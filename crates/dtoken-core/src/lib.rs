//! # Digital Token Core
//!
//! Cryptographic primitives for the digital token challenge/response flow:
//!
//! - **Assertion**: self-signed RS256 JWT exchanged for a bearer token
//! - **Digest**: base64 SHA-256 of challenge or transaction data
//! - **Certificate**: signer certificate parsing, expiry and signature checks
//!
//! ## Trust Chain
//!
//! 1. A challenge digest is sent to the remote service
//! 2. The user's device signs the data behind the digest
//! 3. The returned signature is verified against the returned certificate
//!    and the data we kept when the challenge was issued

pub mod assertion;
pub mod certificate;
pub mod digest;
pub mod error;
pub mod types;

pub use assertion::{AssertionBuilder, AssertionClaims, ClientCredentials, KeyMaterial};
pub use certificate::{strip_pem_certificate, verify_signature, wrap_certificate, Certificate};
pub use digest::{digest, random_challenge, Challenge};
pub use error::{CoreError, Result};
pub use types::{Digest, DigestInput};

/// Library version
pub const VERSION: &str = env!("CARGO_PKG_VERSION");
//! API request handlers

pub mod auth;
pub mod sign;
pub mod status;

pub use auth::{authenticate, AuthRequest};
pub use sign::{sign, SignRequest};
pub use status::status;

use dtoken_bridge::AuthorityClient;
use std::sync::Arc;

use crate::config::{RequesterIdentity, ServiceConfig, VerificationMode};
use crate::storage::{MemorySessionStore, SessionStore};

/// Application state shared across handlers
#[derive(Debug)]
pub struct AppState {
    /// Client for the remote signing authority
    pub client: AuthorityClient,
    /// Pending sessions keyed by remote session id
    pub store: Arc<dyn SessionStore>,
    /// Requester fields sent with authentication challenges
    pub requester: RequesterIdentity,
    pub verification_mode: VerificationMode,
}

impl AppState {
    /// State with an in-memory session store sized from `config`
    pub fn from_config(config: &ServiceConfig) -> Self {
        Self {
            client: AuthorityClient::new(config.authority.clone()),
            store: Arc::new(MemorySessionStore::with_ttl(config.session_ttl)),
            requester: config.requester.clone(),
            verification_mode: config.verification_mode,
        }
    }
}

---

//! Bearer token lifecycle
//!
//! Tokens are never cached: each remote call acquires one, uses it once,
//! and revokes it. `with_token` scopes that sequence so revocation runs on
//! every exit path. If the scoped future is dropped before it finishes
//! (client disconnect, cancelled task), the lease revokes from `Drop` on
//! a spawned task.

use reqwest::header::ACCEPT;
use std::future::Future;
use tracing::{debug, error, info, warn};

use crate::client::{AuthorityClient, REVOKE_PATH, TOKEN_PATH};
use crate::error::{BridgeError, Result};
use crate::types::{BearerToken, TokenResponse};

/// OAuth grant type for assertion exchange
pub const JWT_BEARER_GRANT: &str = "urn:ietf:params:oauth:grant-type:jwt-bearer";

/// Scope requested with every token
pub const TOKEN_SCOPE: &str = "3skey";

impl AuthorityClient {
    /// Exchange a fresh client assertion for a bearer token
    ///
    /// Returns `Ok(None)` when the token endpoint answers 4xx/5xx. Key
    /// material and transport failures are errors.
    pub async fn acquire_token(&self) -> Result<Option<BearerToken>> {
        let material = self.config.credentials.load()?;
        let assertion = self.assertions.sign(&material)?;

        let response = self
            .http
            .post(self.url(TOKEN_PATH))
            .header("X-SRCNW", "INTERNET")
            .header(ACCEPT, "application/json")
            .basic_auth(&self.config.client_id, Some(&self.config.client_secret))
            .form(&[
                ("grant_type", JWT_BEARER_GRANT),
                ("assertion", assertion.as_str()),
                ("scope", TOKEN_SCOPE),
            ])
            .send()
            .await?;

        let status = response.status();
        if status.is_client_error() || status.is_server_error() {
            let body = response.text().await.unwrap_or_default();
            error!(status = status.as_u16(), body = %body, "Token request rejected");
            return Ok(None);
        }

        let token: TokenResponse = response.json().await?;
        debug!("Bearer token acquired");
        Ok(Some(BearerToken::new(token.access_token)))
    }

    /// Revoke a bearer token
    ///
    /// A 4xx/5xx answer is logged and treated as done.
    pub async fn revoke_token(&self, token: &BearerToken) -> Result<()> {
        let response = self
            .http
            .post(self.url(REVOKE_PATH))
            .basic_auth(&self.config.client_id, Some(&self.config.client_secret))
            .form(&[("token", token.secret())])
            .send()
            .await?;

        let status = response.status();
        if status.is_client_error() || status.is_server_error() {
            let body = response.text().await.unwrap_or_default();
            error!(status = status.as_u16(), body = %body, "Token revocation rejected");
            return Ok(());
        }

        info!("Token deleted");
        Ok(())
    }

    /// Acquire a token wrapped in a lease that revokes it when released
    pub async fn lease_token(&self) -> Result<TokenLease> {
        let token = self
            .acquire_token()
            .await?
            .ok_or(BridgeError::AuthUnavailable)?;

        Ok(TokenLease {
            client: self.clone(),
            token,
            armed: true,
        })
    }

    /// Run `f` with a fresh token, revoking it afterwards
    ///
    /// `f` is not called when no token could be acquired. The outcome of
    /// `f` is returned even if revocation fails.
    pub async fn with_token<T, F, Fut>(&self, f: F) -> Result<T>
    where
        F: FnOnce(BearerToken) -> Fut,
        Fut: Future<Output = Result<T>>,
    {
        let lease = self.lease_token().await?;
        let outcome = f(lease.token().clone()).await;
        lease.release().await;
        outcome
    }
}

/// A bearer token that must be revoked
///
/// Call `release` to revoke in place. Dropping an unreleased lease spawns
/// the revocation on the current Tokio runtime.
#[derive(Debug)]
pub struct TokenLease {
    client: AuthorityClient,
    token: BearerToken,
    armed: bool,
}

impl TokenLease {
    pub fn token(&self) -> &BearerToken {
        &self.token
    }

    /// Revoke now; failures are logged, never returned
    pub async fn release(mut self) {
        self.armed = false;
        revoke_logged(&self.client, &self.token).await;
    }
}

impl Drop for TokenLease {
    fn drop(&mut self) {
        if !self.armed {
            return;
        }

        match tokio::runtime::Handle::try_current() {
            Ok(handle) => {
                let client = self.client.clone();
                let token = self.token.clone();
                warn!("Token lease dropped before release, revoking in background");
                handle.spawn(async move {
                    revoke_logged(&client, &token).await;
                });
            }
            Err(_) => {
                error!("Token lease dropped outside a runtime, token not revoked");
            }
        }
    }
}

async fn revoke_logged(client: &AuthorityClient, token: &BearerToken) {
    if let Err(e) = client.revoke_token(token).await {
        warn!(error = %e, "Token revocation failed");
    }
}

#### [Problem to solve]
Print the lines above from the one with "let outcome = f(lease.token().clone()).await;" through the one with "pub async fn release(mut", both included, exactly as written and nothing more.

#### [Written answer]
        let outcome = f(lease.token().clone()).await;
        lease.release().await;
        outcome
    }
}

/// A bearer token that must be revoked
///
/// Call `release` to revoke in place. Dropping an unreleased lease spawns
/// the revocation on the current Tokio runtime.
#[derive(Debug)]
pub struct TokenLease {
    client: AuthorityClient,
    token: BearerToken,
    armed: bool,
}

impl TokenLease {
    pub fn token(&self) -> &BearerToken {
        &self.token
    }

    /// Revoke now; failures are logged, never returned
    pub async fn release(mut self) {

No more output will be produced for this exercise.